There are a LOT of cute short men, but the media conspires to cover up their height, just as the media conspires to make famous women look thinner. The internet says that Johnny Depp is 5'7, 5'9 and 5'10. Well, come on. Which one is it?

So what my Auntie's advice is, wear the shoes you want, don't slouch and don't worry. You can keep on finding the people you find attractive attractive. (Just don't reject the hilarious, cute man's coffee invitation JUST because he's shorter.) It's not tallness or shortness that inspires true love: it's confidence, joy and (especially) Providence.

Mr. Right is not going to reject you because of your height, and you are not going to reject Mr. Right because of his. You'll find the idea unthinkable.

Seraphic said...

B.A. says, however, that it is perfectly natural for women to be attracted to men who are taller than them, because a man's height makes a woman feel like he can protect her. Furthermore, says B.A., tall women are likely to have tall fathers, so they will naturally think men are supposed to be tall.

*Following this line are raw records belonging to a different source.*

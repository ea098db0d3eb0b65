//! Data models for harvested bibliographic records.
//!
//! This module defines the canonical [`Record`] produced by every source
//! adapter after field normalization, together with the closed [`Source`]
//! enum identifying which adapter produced it.
//!
//! The record is persisted as one JSON document per natural key, so
//! everything here derives serde both ways.

use chrono::NaiveDate;
use serde::{Deserialize, Serialize};
use std::fmt;

/// The closed set of harvest sources.
#[derive(Debug, Clone, Copy, PartialEq, Eq, Serialize, Deserialize)]
#[serde(rename_all = "lowercase")]
pub enum Source {
    /// The arXiv advanced-search listing (server-rendered HTML).
    Arxiv,
    /// The Lens scholarly-works API (client-rendered JSON).
    Lens,
}

impl Source {
    pub fn as_str(&self) -> &'static str {
        match self {
            Source::Arxiv => "arxiv",
            Source::Lens => "lens",
        }
    }
}

impl fmt::Display for Source {
    fn fmt(&self, f: &mut fmt::Formatter<'_>) -> fmt::Result {
        f.write_str(self.as_str())
    }
}

/// A canonical harvested record, shared across sources.
///
/// String fields are empty (never null) when the source lacks them; all of
/// them pass through the normalizer, so they arrive trimmed and stripped of
/// a single trailing `.` or `;`. The two dates are `None` whenever the
/// source text could not be parsed into a calendar date.
#[derive(Debug, Clone, Serialize, Deserialize)]
pub struct Record {
    /// Which adapter produced this record.
    pub source: Source,
    /// Source-provided unique identifier; the dedup key. Stable across
    /// re-crawls.
    pub natural_key: String,
    /// The record's detail-page location.
    pub canonical_url: String,
    /// Short classification strings from the listing entry.
    pub tags: Vec<String>,
    /// Direct PDF link, when the listing carried one.
    pub pdf_url: Option<String>,
    /// Alternate-format page link, when the listing carried one.
    pub alternate_format_url: Option<String>,
    pub title: String,
    pub abstract_text: String,
    pub authors: Vec<String>,
    /// Full subject classification text from the detail page.
    pub subjects: String,
    pub submitted_date: Option<NaiveDate>,
    pub announced_date: Option<NaiveDate>,
    /// Author-supplied comments line (page counts, venue notes).
    pub comments: String,
    /// Identifier variants usable for citation (id, versioned id, DOI).
    pub citation_markers: Vec<String>,
    /// Related DOI or other external identifier.
    pub related_identifier: String,
    /// Free-form entries from the references/citations block.
    pub references_and_citations: Vec<String>,
}

impl Record {
    /// Whether this record may be offered to the persistence sink.
    ///
    /// A record without a natural key can never be deduplicated, so it is
    /// dropped before it reaches the store.
    pub fn persistable(&self) -> bool {
        !self.natural_key.is_empty()
    }
}

#[cfg(test)]
mod tests {
    use super::*;

    fn sample_record() -> Record {
        Record {
            source: Source::Arxiv,
            natural_key: "arXiv:2005.12345".to_string(),
            canonical_url: "https://arxiv.org/abs/2005.12345".to_string(),
            tags: vec!["quant-ph".to_string()],
            pdf_url: Some("https://arxiv.org/pdf/2005.12345".to_string()),
            alternate_format_url: None,
            title: "A Test Title".to_string(),
            abstract_text: "An abstract".to_string(),
            authors: vec!["A. Author".to_string(), "B. Author".to_string()],
            subjects: "Quantum Physics (quant-ph)".to_string(),
            submitted_date: NaiveDate::from_ymd_opt(2020, 5, 12),
            announced_date: NaiveDate::from_ymd_opt(2020, 5, 1),
            comments: "12 pages, 3 figures".to_string(),
            citation_markers: vec!["arXiv:2005.12345".to_string()],
            related_identifier: String::new(),
            references_and_citations: vec![],
        }
    }

    #[test]
    fn test_record_round_trips_through_json() {
        let record = sample_record();
        let json = serde_json::to_string(&record).unwrap();
        let back: Record = serde_json::from_str(&json).unwrap();
        assert_eq!(back.natural_key, record.natural_key);
        assert_eq!(back.source, Source::Arxiv);
        assert_eq!(back.submitted_date, record.submitted_date);
        assert_eq!(back.authors.len(), 2);
    }

    #[test]
    fn test_source_serializes_lowercase() {
        let json = serde_json::to_string(&Source::Lens).unwrap();
        assert_eq!(json, "\"lens\"");
    }

    #[test]
    fn test_persistable_requires_natural_key() {
        let mut record = sample_record();
        assert!(record.persistable());
        record.natural_key.clear();
        assert!(!record.persistable());
    }

    #[test]
    fn test_absent_dates_serialize_as_null() {
        let mut record = sample_record();
        record.announced_date = None;
        let value = serde_json::to_value(&record).unwrap();
        assert!(value["announced_date"].is_null());
    }
}
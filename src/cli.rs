//! Command-line interface definitions for the harvester.
//!
//! This module defines the CLI arguments and options using the `clap` crate.
//! Arguments can be provided via command-line flags or environment variables.

use clap::Parser;

/// Command-line arguments for the harvester.
///
/// A run needs no input beyond static configuration: it walks every source's
/// search space to natural exhaustion and exits.
///
/// # Examples
///
/// ```sh
/// # Harvest both sources into the default database
/// paper_harvest
///
/// # Harvest only arXiv with a custom config
/// paper_harvest --source arxiv --config ./config.yaml
///
/// # Exercise the pipeline without touching the database
/// paper_harvest --dry-run
/// ```
#[derive(Parser, Debug)]
#[command(author, version, about)]
pub struct Cli {
    /// Optional path to config.yaml file
    #[arg(short, long)]
    pub config: Option<String>,

    /// SQLite database URL for the record store
    #[arg(
        long,
        env = "DATABASE_URL",
        default_value = "sqlite://papers.db?mode=rwc"
    )]
    pub database_url: String,

    /// Harvest only the named source ("arxiv" or "lens"); default is both
    #[arg(short, long)]
    pub source: Option<String>,

    /// Keep harvested records in memory instead of the database
    #[arg(long, default_value_t = false)]
    pub dry_run: bool,
}
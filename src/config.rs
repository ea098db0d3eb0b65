//! Run configuration loaded from an optional `config.yaml`.
//!
//! Everything a crawl needs beyond the command line lives here: per-source
//! URLs, the opaque request headers each source expects, the lower-bound
//! year for the static enumeration, the page size, the retry cap, and the
//! per-source date-format candidate lists.
//!
//! Date formats are deliberately configuration rather than code: the
//! sources' textual date shapes drift over time, and an unparseable date
//! must stay a quiet `None`, never a failed record.

use serde::Deserialize;

use crate::errors::SetupError;

/// Top-level configuration for one harvester run.
#[derive(Debug, Clone, Deserialize)]
#[serde(default)]
pub struct HarvestConfig {
    /// How many additional attempts a failing position gets before it is
    /// abandoned.
    pub max_retries: u32,
    pub arxiv: ArxivConfig,
    pub lens: LensConfig,
}

/// Configuration for the arXiv advanced-search source.
#[derive(Debug, Clone, Deserialize)]
#[serde(default)]
pub struct ArxivConfig {
    pub base_url: String,
    /// Opaque session cookie expected by the search interface.
    pub cookie: String,
    pub user_agent: String,
    pub accept: String,
    /// First calendar year of the enumeration; the walk runs through the
    /// current year inclusive.
    pub start_year: i32,
    /// Results per listing page; also the offset stride for the
    /// link-less pagination fallback.
    pub page_size: usize,
    /// Strftime candidates for the listing's submitted/announced dates.
    pub date_formats: Vec<String>,
}

/// Configuration for the Lens works-API source.
#[derive(Debug, Clone, Deserialize)]
#[serde(default)]
pub struct LensConfig {
    /// Page the browser session navigates to before any API call; the
    /// session cookies are captured here.
    pub entry_url: String,
    /// The search API endpoint queried from within the page context.
    pub api_url: String,
    pub page_size: usize,
    pub date_formats: Vec<String>,
}

impl Default for HarvestConfig {
    fn default() -> Self {
        Self {
            max_retries: 3,
            arxiv: ArxivConfig::default(),
            lens: LensConfig::default(),
        }
    }
}

impl Default for ArxivConfig {
    fn default() -> Self {
        Self {
            base_url: "https://arxiv.org".to_string(),
            cookie: "arxiv-search-parameters={}".to_string(),
            user_agent: "Mozilla/5.0 (Windows NT 10.0; Win64; x64) AppleWebKit/537.36 \
                         (KHTML, like Gecko) Chrome/124.0.0.0 Safari/537.36"
                .to_string(),
            accept: "text/html,application/xhtml+xml,application/xml;q=0.9,*/*;q=0.8"
                .to_string(),
            start_year: 1991,
            page_size: 200,
            date_formats: vec![
                "%d %B, %Y".to_string(),
                "%d %B %Y".to_string(),
                "%B %Y".to_string(),
            ],
        }
    }
}

impl Default for LensConfig {
    fn default() -> Self {
        Self {
            entry_url: "https://www.lens.org/lens/search/scholar/list".to_string(),
            api_url: "https://www.lens.org/lens/api/search/scholar".to_string(),
            page_size: 50,
            date_formats: vec!["%Y-%m-%d".to_string(), "%d %b %Y".to_string()],
        }
    }
}

impl HarvestConfig {
    /// Load configuration from a YAML file, or fall back to the defaults
    /// when no path is given.
    pub fn load(path: Option<&str>) -> Result<Self, SetupError> {
        match path {
            None => Ok(Self::default()),
            Some(path) => {
                let raw = std::fs::read_to_string(path)
                    .map_err(|e| SetupError::Config(format!("{path}: {e}")))?;
                serde_yaml::from_str(&raw)
                    .map_err(|e| SetupError::Config(format!("{path}: {e}")))
            }
        }
    }
}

"But you're not tall," I said to B.A. "And my dad is 6'1", so I have a tall dad."

"But that doesn't matter because you're shorter than me," said B.A. or something like that.

Anyway, I think we are back in the territory of women who make tons of money but want a man who makes more than them. Sure, they naturally feel like men should make more money but the more they make, the less likely they are to find a man who makes more money than they.

If you really want a selection of tall guys to choose from (and why not? sounds good to me), the USA has lots of tall guys. But for really tall (and really cute) guys there are Sweden and Finland.

Yay, Vikings!

Actually, tho' short, I look like a Viking woman, and B.A. looks like one of those little, slim Pictish (Ancient Scots) men. I feel like I've been stolen by a Pictish raider, instead of the normal way around, which is for a Viking raider to run away with a Pict. But there it is.

aussie girl in australia said...

I have a lovely little short man story........
There was a very short guy I went to high school with. I am only 5"4 but he was more like 5"1. He was one of the loveliest guys and very smart. I was never attracted to him (though I think he had a crush on me at one point, so said his younger brother to my younger sister) but we were great friends. He never had a girlfriend in high school. When we all went to university he met a girl who was shorter than him. Actually she was very little indeed. They also had very similar personalities. Anyway, shortly after university they got married!

So sweet!

berenike said...

"Oh, Tuesday's not good. I'm so booked up right now. I don't know when coffee could happen. I'm so busy. I'll get back to you." - Have thought about this. It could also be disbelief. "Aye right. If you're that interested, prove it!"

Or just thinking aloud.

Seraphic said...

No, no. He did prove it by saying "Tuesday." That is why it is important for men to name a specific date not just "sometime". "Let's do ccffee SOMETIME" is so non-commital as to be insulting, in a man.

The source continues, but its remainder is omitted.